START THE DATA

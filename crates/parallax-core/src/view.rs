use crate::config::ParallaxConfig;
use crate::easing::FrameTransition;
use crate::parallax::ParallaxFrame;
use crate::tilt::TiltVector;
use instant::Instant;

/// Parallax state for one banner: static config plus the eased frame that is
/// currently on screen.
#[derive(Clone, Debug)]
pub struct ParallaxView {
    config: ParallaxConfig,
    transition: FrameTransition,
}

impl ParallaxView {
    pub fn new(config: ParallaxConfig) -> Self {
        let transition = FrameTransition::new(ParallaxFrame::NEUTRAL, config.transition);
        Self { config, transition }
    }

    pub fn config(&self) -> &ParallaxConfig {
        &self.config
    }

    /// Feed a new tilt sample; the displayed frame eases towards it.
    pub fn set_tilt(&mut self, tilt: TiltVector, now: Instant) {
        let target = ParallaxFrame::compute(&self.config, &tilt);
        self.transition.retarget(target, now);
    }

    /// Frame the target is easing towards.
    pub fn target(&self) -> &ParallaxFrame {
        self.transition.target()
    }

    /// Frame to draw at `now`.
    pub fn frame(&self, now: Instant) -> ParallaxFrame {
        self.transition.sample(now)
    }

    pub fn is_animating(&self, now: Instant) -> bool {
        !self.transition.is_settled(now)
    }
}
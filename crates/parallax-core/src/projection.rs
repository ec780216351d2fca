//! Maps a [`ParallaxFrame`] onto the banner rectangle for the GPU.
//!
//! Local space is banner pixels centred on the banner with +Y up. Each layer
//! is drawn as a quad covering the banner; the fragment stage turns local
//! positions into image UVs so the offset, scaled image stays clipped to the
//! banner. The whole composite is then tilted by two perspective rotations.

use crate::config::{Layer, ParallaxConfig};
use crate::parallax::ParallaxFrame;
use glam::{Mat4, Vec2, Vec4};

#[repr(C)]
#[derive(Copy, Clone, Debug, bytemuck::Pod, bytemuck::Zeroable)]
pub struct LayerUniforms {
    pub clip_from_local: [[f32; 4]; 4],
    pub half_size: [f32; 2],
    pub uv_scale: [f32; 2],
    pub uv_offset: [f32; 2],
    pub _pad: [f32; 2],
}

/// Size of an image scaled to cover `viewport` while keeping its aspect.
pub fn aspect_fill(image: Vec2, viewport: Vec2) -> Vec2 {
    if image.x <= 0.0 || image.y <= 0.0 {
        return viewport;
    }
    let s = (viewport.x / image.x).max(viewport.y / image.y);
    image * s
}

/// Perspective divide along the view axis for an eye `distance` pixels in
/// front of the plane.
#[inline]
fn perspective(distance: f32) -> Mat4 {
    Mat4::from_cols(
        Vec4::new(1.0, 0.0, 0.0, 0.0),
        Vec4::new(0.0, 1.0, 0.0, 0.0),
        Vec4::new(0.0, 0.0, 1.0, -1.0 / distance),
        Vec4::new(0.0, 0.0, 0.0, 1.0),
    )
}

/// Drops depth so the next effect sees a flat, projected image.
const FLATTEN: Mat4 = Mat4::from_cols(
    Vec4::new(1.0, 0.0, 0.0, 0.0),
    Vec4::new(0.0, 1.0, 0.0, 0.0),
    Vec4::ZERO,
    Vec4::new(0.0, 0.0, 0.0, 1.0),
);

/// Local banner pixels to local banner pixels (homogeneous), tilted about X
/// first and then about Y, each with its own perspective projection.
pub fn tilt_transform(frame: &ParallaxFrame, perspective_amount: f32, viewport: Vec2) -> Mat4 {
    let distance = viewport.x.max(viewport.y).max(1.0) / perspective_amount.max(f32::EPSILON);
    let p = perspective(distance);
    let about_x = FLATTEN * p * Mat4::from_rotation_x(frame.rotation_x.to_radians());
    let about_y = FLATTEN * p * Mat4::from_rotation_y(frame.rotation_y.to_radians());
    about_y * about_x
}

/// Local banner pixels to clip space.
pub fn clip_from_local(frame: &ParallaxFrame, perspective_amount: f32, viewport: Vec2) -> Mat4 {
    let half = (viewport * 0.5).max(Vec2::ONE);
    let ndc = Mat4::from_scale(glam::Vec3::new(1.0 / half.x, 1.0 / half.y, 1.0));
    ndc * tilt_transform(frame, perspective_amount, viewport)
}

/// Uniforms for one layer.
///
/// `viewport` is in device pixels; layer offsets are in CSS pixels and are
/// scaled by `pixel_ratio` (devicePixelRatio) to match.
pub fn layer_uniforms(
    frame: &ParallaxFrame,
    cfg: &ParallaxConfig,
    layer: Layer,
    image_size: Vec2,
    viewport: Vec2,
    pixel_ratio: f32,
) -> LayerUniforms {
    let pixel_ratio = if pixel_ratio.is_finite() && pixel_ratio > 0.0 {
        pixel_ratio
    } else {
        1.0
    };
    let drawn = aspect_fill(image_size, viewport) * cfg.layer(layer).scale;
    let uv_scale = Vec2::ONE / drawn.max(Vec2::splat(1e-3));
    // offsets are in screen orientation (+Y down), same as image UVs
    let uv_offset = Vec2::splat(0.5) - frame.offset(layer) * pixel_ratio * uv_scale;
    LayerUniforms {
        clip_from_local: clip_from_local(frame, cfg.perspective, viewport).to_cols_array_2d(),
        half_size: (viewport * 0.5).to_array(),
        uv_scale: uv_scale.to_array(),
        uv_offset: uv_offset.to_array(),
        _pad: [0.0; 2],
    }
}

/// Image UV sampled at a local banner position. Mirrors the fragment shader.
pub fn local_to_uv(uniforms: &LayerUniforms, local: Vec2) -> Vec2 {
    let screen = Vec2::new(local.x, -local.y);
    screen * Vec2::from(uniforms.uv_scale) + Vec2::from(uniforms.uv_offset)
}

END THE DATA

**HOW TO COMPLETE THIS TASK**
The reply is a bare number, the count of lines in these entries that hold the word "scaled".

**RESPONSE BELOW**
3